Omega 3 and its benefits

By Sue Bedford (MSc Nut Th)

Are you getting enough omega 3 in your diet?

Have you ever wondered why people in Japan often live the longest? or the Inuit’s in Greenland have a much lower incidence of heart disease than those living in many other countries? Well -it can be partly explained by the large amount of omega 3 that they consume.

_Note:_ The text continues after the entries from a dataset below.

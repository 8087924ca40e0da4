//! A rust driver for the Acton SP-2150i monochromator by Princeton Instruments.
//!
//! The commands are described in the "SP-2150i operating instructions". The monochromator echoes
//! every command and ends its replies with `ok`. While the grating moves, the monochromator does
//! not answer, which surfaces as a timeout on the interface.
//!
//! # Example
//!
//! ```no_run
//! use princeton_sp2150i::{DEFAULT_RESOURCE, SerialInterfaceSp2150i, Sp2150i};
//!
//! let serial_inst = SerialInterfaceSp2150i::simple(DEFAULT_RESOURCE).unwrap();
//! let mut mono = Sp2150i::try_new(serial_inst).unwrap();
//!
//! mono.set_scan_speed_nm_per_min(300.0).unwrap();
//! println!("Wavelength: {} nm", mono.get_wavelength_nm().unwrap());
//! println!("Moved to: {} nm", mono.set_wavelength_nm(300.0).unwrap());
//! ```

#![warn(missing_docs)]

mod parse;

pub use parse::{clean_number, settle_time};

use std::{
    sync::{Arc, Mutex},
    thread,
    time::Duration,
};

use instrumentrs::{Instrument, InstrumentError, InstrumentInterface, SerialInterface};
use serialport::SerialPort;

/// The serial port the SP-2150i is found at on our bench.
pub const DEFAULT_RESOURCE: &str = "COM4";

/// Baud rate of the SP-2150i.
pub const BAUD: u32 = 9600;

/// Safety margin applied to the estimated move time when the monochromator is busy.
pub const MOVE_SETTLE_MARGIN: f64 = 1.1;

/// Number of attempts to set the grating. A grating change takes about 20 seconds.
const GRATING_ATTEMPTS: usize = 30;

/// Number of lines the monochromator sends in reply to `?GRATINGS`.
const GRATINGS_LINES: usize = 6;

/// A SerialInterface for the SP-2150i.
///
/// Builds an InstrumentRs SerialInterface with 9600 baud, 8 data bits, no parity, one stop bit,
/// and a timeout of 3 seconds.
#[derive(Debug)]
pub struct SerialInterfaceSp2150i {}

impl SerialInterfaceSp2150i {
    /// Try to open the serial port the SP-2150i is connected to.
    ///
    /// Arguments:
    /// * `port` - The name of the serial port, e.g., `"/dev/ttyUSB0"` or `"COM4"`.
    pub fn simple(port: &str) -> Result<Instrument<Box<dyn SerialPort>>, InstrumentError> {
        let port = serialport::new(port, BAUD)
            .timeout(Duration::from_secs(3))
            .parity(serialport::Parity::None)
            .data_bits(serialport::DataBits::Eight)
            .stop_bits(serialport::StopBits::One);
        SerialInterface::full(port)
    }
}

/// A rust driver for the SP-2150i.
///
/// See the top-level documentation for an example on how to use this driver.
pub struct Sp2150i<T: InstrumentInterface> {
    interface: Arc<Mutex<T>>,
}

impl<T: InstrumentInterface> Sp2150i<T> {
    /// Create a new Sp2150i instance with the given instrument interface.
    ///
    /// The terminator is set to `"\r"`.
    ///
    /// # Arguments
    /// * `interface` - An instrument interface that implements the [`InstrumentInterface`] trait.
    pub fn try_new(interface: T) -> Result<Self, InstrumentError> {
        let mut intf = interface;
        intf.set_terminator("\r");
        Ok(Sp2150i {
            interface: Arc::new(Mutex::new(intf)),
        })
    }

    /// Move to 200 nm and set the scan speed to 120 nm/min.
    pub fn initialize_defaults(&mut self) -> Result<(), InstrumentError> {
        self.set_wavelength_nm(200.0)?;
        self.set_scan_speed_nm_per_min(120.0)?;
        Ok(())
    }

    /// Read one reply from the buffer.
    pub fn read(&mut self) -> Result<String, InstrumentError> {
        let mut intf = self.interface.lock().expect("Mutex should not be poisoned");
        intf.read_until_terminator()
    }

    /// Set the scan speed in nm/min and return the reply, e.g., `"100.0 NM/MIN ok"`.
    pub fn set_scan_speed_nm_per_min(&mut self, rate: f64) -> Result<String, InstrumentError> {
        if !rate.is_finite() || rate <= 0.0 {
            return Err(InstrumentError::FloatValueOutOfRange {
                value: rate,
                min: f64::MIN_POSITIVE,
                max: f64::MAX,
            });
        }
        self.query(&format!("{rate:.1} NM/MIN"))
    }

    /// Go to a wavelength at the selected scan rate and return the raw reply.
    ///
    /// Unlike [`Sp2150i::set_wavelength_nm`], this does not wait for the move to finish.
    pub fn scan_to(&mut self, wavelength_nm: f64) -> Result<String, InstrumentError> {
        check_wavelength(wavelength_nm)?;
        self.query(&format!("{wavelength_nm:.1}NM"))
    }

    /// Go to a wavelength (to the nearest 0.1 nm) at the selected scan rate.
    ///
    /// The monochromator does not answer while it moves. If the command times out, we wait for
    /// the estimated move time (with a margin of [`MOVE_SETTLE_MARGIN`]) and then read the
    /// pending reply from the buffer. Returns the wavelength the monochromator reports afterwards.
    pub fn set_wavelength_nm(&mut self, wavelength_nm: f64) -> Result<f64, InstrumentError> {
        check_wavelength(wavelength_nm)?;
        let present = self.get_wavelength_nm()?;
        let speed = self.get_scan_speed_nm_per_min()?;
        let settle = settle_time(present, wavelength_nm, speed, MOVE_SETTLE_MARGIN)?;

        match self.query(&format!("{wavelength_nm:.1} NM")) {
            Ok(_) => {}
            Err(err) if is_busy(&err) => {
                tracing::warn!(
                    %err,
                    adjustment_s = settle.as_secs_f64(),
                    "Monochromator busy while moving, waiting"
                );
                thread::sleep(settle);
                self.read()?;
            }
            Err(err) => return Err(err),
        }

        self.get_wavelength_nm()
    }

    /// Select grating 1 or 2 on the present turret.
    ///
    /// This takes approximately 20 seconds, during which the monochromator does not answer. The
    /// command is repeated every second until it succeeds.
    pub fn set_grating(&mut self, grating: u8) -> Result<String, InstrumentError> {
        if !(1..=2).contains(&grating) {
            return Err(InstrumentError::IntValueOutOfRange {
                value: grating.into(),
                min: 1,
                max: 2,
            });
        }
        let cmd = format!("{grating} GRATING");
        let mut attempt = 1;
        loop {
            match self.query(&cmd) {
                Ok(resp) => return Ok(resp),
                Err(err) if is_busy(&err) && attempt < GRATING_ATTEMPTS => {
                    tracing::info!(attempt, "Grating moving, please wait...");
                    thread::sleep(Duration::from_secs(1));
                    attempt += 1;
                }
                Err(err) => return Err(err),
            }
        }
    }

    /// Select the parameters of turret 1, 2, or 3.
    pub fn set_turret(&mut self, turret: u8) -> Result<String, InstrumentError> {
        if !(1..=3).contains(&turret) {
            return Err(InstrumentError::IntValueOutOfRange {
                value: turret.into(),
                min: 1,
                max: 3,
            });
        }
        self.query(&format!("{turret} TURRET"))
    }

    /// Get the present wavelength as the raw reply, e.g., `"?NM 300.000 nm ok"`.
    pub fn get_wavelength_raw(&mut self) -> Result<String, InstrumentError> {
        self.query("?NM")
    }

    /// Get the present wavelength in nm.
    pub fn get_wavelength_nm(&mut self) -> Result<f64, InstrumentError> {
        clean_number(&self.get_wavelength_raw()?)
    }

    /// Get the present scan speed as the raw reply, e.g., `"?NM/MIN 100.0 nm/min ok"`.
    pub fn get_scan_speed_raw(&mut self) -> Result<String, InstrumentError> {
        self.query("?NM/MIN")
    }

    /// Get the present scan speed in nm/min.
    pub fn get_scan_speed_nm_per_min(&mut self) -> Result<f64, InstrumentError> {
        clean_number(&self.get_scan_speed_raw()?)
    }

    /// Get the grating position (1 or 2) on the present turret.
    pub fn get_grating(&mut self) -> Result<u8, InstrumentError> {
        let resp = self.query("?GRATING")?;
        parse_index(&resp)
    }

    /// Get groove spacing and blaze wavelength of all grating positions.
    ///
    /// Returns one line per grating as sent by the monochromator.
    pub fn get_gratings(&mut self) -> Result<Vec<String>, InstrumentError> {
        let mut intf = self.interface.lock().expect("Mutex should not be poisoned");
        intf.sendcmd("?GRATINGS")?;
        (0..GRATINGS_LINES)
            .map(|_| intf.read_until_terminator())
            .collect()
    }

    /// Get the selected turret number.
    pub fn get_turret(&mut self) -> Result<u8, InstrumentError> {
        let resp = self.query("?TURRET")?;
        parse_index(&resp)
    }

    /// Get the groove spacing of each grating for each turret as the raw reply.
    pub fn get_turrets(&mut self) -> Result<String, InstrumentError> {
        self.query("?TURRETS")
    }

    /// Query the instrument with a command and return the response as a String.
    fn query(&mut self, cmd: &str) -> Result<String, InstrumentError> {
        let mut intf = self.interface.lock().expect("Mutex should not be poisoned");
        intf.query(cmd)
    }
}

impl<T: InstrumentInterface> Clone for Sp2150i<T> {
    fn clone(&self) -> Self {
        Self {
            interface: self.interface.clone(),
        }
    }
}

/// A moving monochromator shows up as a transport fault, not as an error reply.
fn is_busy(err: &InstrumentError) -> bool {
    matches!(
        err,
        InstrumentError::Timeout(_) | InstrumentError::TimeoutQuery { .. } | InstrumentError::Io(_)
    )
}

fn check_wavelength(wavelength_nm: f64) -> Result<(), InstrumentError> {
    if wavelength_nm.is_finite() && wavelength_nm >= 0.0 {
        Ok(())
    } else {
        Err(InstrumentError::FloatValueOutOfRange {
            value: wavelength_nm,
            min: 0.0,
            max: f64::MAX,
        })
    }
}

fn parse_index(reply: &str) -> Result<u8, InstrumentError> {
    let val = clean_number(reply)?;
    if val.fract() != 0.0 || !(0.0..=f64::from(u8::MAX)).contains(&val) {
        return Err(InstrumentError::ResponseParseError(reply.to_string()));
    }
    Ok(val as u8)
}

The typical intake of omega-6 in western countries is high, and the ratio of the omega-6: omega-3 fatty acids in the UK are now thought to be greater than 10:1 and even as high as 25:1 in some adult diets. Many years ago, the omega-6: omega-3 ratio dietary intake of primitive man was closer to 1:1. Omega 6 fatty acids can become pro- inflammatory in the body, however, omega 3’s are only ever anti-inflammatory. The typical Mediterranean diet contains more omega 3 fatty acids and less omega 6 fatty acids – so a good lifestyle plan to follow. It is important not to eliminate omega 6 fatty acids but to decrease them, making sure they are balanced with the correct amount of omega 3 fatty acids.

What are omega 3’s?

Omega-3s are essential fatty acids have been found to have numerous roles in keeping the body healthy. They play an important role in brain, skin, hair and heart health – and much more! Omega 3 fats come in different forms:

ALA (alpha-linolenic acid) cannot be made in the body so must be eaten in our diet. It has important functions and is needed to make other omega-3 fats. ALA is found mainly in vegetable oils, rapeseed and linseed (flaxseed), nuts (walnuts, pecans and hazelnuts) and green leafy vegetables.

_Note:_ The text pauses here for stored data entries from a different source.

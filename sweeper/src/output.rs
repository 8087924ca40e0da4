//! Save a sweep as a CSV table and an SVG plot.

use std::{
    io::Write,
    path::{Path, PathBuf},
};

use chrono::NaiveDateTime;
use plotters::prelude::*;

use crate::{SweepError, SweepRecord};

/// Label used for the output files if none is given.
pub const DEFAULT_LABEL: &str = "photocurrent_sweep";

/// Paths of the table and the plot of one sweep.
#[derive(Debug, Clone, PartialEq, Eq)]
pub struct OutputFiles {
    /// The CSV table.
    pub csv: PathBuf,
    /// The SVG plot.
    pub plot: PathBuf,
}

impl OutputFiles {
    /// Name both files `{label}_{YYYY-mm-dd_HH-MM-SS}` in `dir`.
    pub fn new(dir: &Path, label: &str, timestamp: NaiveDateTime) -> Self {
        let stem = format!("{label}_{}", timestamp.format("%Y-%m-%d_%H-%M-%S"));
        OutputFiles {
            csv: dir.join(format!("{stem}.csv")),
            plot: dir.join(format!("{stem}.svg")),
        }
    }
}

/// Write the table to a file, see [`write_csv_to`].
pub fn write_csv(record: &SweepRecord, path: &Path) -> Result<(), SweepError> {
    let file = std::fs::File::create(path)?;
    write_csv_to(record, file)?;
    tracing::info!(path = %path.display(), "Table written");
    Ok(())
}

/// Write one row per point with the wavelength, the current, and the source voltage.
///
/// A `power_w` column is added if any point carries a power reading.
pub fn write_csv_to<W: Write>(record: &SweepRecord, writer: W) -> Result<(), SweepError> {
    let with_power = record.has_power();
    let mut wtr = csv::Writer::from_writer(writer);

    let mut header = vec!["wavelength_nm", "current_a", "source_voltage_v"];
    if with_power {
        header.push("power_w");
    }
    wtr.write_record(&header)?;

    let voltage = record.source_voltage.as_volts().to_string();
    for pt in &record.points {
        let mut row = vec![
            pt.wavelength_nm.to_string(),
            pt.current.as_amperes().to_string(),
            voltage.clone(),
        ];
        if with_power {
            row.push(pt.power.map(|p| p.as_watts().to_string()).unwrap_or_default());
        }
        wtr.write_record(&row)?;
    }
    wtr.flush()?;
    Ok(())
}

/// Draw the current versus the wavelength as an SVG line plot.
pub fn write_plot(record: &SweepRecord, path: &Path) -> Result<(), SweepError> {
    let data: Vec<(f64, f64)> = record
        .points
        .iter()
        .map(|pt| (pt.wavelength_nm, pt.current.as_amperes()))
        .collect();
    let (x_min, x_max) = padded_extent(data.iter().map(|(x, _)| *x));
    let (y_min, y_max) = padded_extent(data.iter().map(|(_, y)| *y));

    let root = SVGBackend::new(path, (1024, 768)).into_drawing_area();
    root.fill(&WHITE).map_err(plot_error)?;

    let mut chart = ChartBuilder::on(&root)
        .caption("Photocurrent vs. Wavelength", ("sans-serif", 28))
        .margin(20)
        .x_label_area_size(50)
        .y_label_area_size(90)
        .build_cartesian_2d(x_min..x_max, y_min..y_max)
        .map_err(plot_error)?;

    chart
        .configure_mesh()
        .x_desc("Wavelength [nm]")
        .y_desc("Current [A]")
        .y_label_formatter(&|y| format!("{y:.2e}"))
        .draw()
        .map_err(plot_error)?;

    chart
        .draw_series(LineSeries::new(data, &BLUE))
        .map_err(plot_error)?;

    root.present().map_err(plot_error)?;
    tracing::info!(path = %path.display(), "Plot written");
    Ok(())
}

/// Minimum and maximum of the values, widened by 5 % so the line does not touch the frame.
///
/// An empty or constant series gets a range of one unit around its value.
fn padded_extent(values: impl Iterator<Item = f64>) -> (f64, f64) {
    let (min, max) = values
        .filter(|v| v.is_finite())
        .fold((f64::INFINITY, f64::NEG_INFINITY), |(lo, hi), v| {
            (lo.min(v), hi.max(v))
        });
    if min > max {
        return (0.0, 1.0);
    }
    let pad = (max - min) * 0.05;
    if pad == 0.0 {
        let half = if min == 0.0 { 0.5 } else { min.abs() * 0.5 };
        return (min - half, max + half);
    }
    (min - pad, max + pad)
}

fn plot_error<E: std::error::Error + Send + Sync>(err: DrawingAreaErrorKind<E>) -> SweepError {
    SweepError::Plot(err.to_string())
}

EPA (eicosapentaenoic acid) and DHA (docosahexaenoic acid) are long-chain fats that can be made from ALA in our bodies. They have the most direct health benefits. However, our bodies do not make much atall of EPA or DHA so it is important to obtain these from our diet.

Why are they important for the peri menopause and menopause?

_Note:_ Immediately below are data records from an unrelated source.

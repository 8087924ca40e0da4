//! Record the photocurrent of a photodiode as a function of wavelength.
//!
//! An SP-2150i monochromator steps through a [`SweepPlan`] while a Keithley 2602B biases the
//! photodiode and measures its current. Optionally, a Thorlabs PM100 measures the optical power at
//! every point. The result is saved as a CSV table and an SVG plot.
//!
//! # Example
//!
//! ```no_run
//! use instrumentrs::Resource;
//! use keithley_2602b::Keithley2602b;
//! use princeton_sp2150i::{BAUD, Sp2150i};
//! use wavelength_sweeper::{SweepConfig, SweepPlan, Sweeper, WavelengthRange};
//!
//! let smu_res: Resource = "GPIB0::30::INSTR".parse().unwrap();
//! let mono_res: Resource = "COM4".parse().unwrap();
//! let smu = Keithley2602b::try_new(smu_res.open(BAUD).unwrap()).unwrap();
//! let mono = Sp2150i::try_new(mono_res.open(BAUD).unwrap()).unwrap();
//!
//! let coarse = WavelengthRange::new(400, 700, 100).unwrap();
//! let fine = WavelengthRange::new(500, 600, 20).unwrap();
//! let plan = SweepPlan::new(coarse, Some(fine));
//!
//! let mut sweeper: Sweeper<_, _, instrumentrs::BoxedInstrument> =
//!     Sweeper::new(smu, mono, SweepConfig::default());
//! let record = sweeper.run(&plan).unwrap();
//! println!("Recorded {} points", record.points.len());
//! ```

#![warn(missing_docs)]

mod error;
mod output;
mod plan;
mod sweep;

pub use error::SweepError;
pub use output::{DEFAULT_LABEL, OutputFiles, write_csv, write_csv_to, write_plot};
pub use plan::{SweepPlan, WavelengthRange};
pub use princeton_sp2150i::{MOVE_SETTLE_MARGIN, settle_time};
pub use sweep::{SWEEP_SETTLE_MARGIN, SweepConfig, SweepPoint, SweepRecord, Sweeper};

Omega 3 fatty acids have been found to provide a whole host of benefits which help alleviate many symptoms of the menopause including:

  • Ease anxiety
  • Increased energy
  • Weight loss
  • Improve memory and focus
  • Decrease risk of depression
  • Decrease inflammation that leads to heart disease
  • Slow the signs of ageing
  • Lessen joint pain
  • Weight loss
  • Increase the functioning of the immune system

How do I find out what my omega 3 status is?

I am often asked this, and the best way is to get an omega 6:3 test – book a Nutritional Therapy consultation and ask for one to be done. Some signs of being low on omega 3 in the body is if you suffer from dry skin, dry hair, soft nails, fatigue and cracked heels.

Good sources of Omega 3

Oily fish such as salmon, mackerel, herring, Some oils including flax (also known as flaxseed oil and linseed oil), walnut, soya, pumpkin, krill and algal oil, Green leafy vegetables, Nuts, especially walnuts, pecans and hazelnuts, Seeds, especially flax (linseed), pumpkin, chia and hemp seeds and Soya beans and soya products such as tofu.